> Stored items from a collection:
----

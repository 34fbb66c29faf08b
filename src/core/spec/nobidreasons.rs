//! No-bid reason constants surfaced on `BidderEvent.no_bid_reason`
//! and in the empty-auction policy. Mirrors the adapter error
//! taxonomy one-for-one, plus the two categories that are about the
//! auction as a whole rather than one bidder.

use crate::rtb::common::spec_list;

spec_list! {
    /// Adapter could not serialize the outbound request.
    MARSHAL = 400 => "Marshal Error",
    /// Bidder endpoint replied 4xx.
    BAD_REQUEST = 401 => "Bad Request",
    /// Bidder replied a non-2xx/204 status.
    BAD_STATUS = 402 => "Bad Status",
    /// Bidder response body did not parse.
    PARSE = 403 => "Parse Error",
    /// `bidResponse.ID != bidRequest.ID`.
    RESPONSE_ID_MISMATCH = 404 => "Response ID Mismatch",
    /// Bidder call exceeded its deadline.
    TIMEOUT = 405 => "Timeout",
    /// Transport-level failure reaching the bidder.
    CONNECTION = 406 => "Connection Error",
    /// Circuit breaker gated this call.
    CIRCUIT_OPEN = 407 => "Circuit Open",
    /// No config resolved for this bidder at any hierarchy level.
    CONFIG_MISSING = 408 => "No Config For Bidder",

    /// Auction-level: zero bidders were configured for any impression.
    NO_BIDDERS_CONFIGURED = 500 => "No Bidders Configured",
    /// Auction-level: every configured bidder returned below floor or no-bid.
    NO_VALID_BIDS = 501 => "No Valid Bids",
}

----

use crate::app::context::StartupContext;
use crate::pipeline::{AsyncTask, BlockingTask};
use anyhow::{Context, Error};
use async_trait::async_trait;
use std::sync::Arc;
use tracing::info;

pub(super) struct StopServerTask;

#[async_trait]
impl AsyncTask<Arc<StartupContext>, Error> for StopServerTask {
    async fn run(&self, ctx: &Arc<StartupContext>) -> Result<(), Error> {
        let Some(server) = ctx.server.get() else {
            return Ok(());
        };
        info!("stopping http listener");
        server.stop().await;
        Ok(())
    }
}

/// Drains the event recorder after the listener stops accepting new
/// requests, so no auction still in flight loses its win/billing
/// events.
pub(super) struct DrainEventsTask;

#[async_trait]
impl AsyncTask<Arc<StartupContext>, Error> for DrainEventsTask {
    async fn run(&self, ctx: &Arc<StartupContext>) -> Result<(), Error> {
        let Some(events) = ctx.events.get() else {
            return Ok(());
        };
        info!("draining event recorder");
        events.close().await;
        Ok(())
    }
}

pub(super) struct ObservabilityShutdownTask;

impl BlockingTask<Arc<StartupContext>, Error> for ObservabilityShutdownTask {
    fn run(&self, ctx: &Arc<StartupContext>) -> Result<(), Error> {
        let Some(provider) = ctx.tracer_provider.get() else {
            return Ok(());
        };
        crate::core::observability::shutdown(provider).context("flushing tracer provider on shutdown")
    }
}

----

> Work item: Wherever the string "impl" appears in the entries above, list that line.

> Solution to this exercise:
impl AsyncTask<Arc<StartupContext>, Error> for StopServerTask {
impl AsyncTask<Arc<StartupContext>, Error> for DrainEventsTask {
impl BlockingTask<Arc<StartupContext>, Error> for ObservabilityShutdownTask {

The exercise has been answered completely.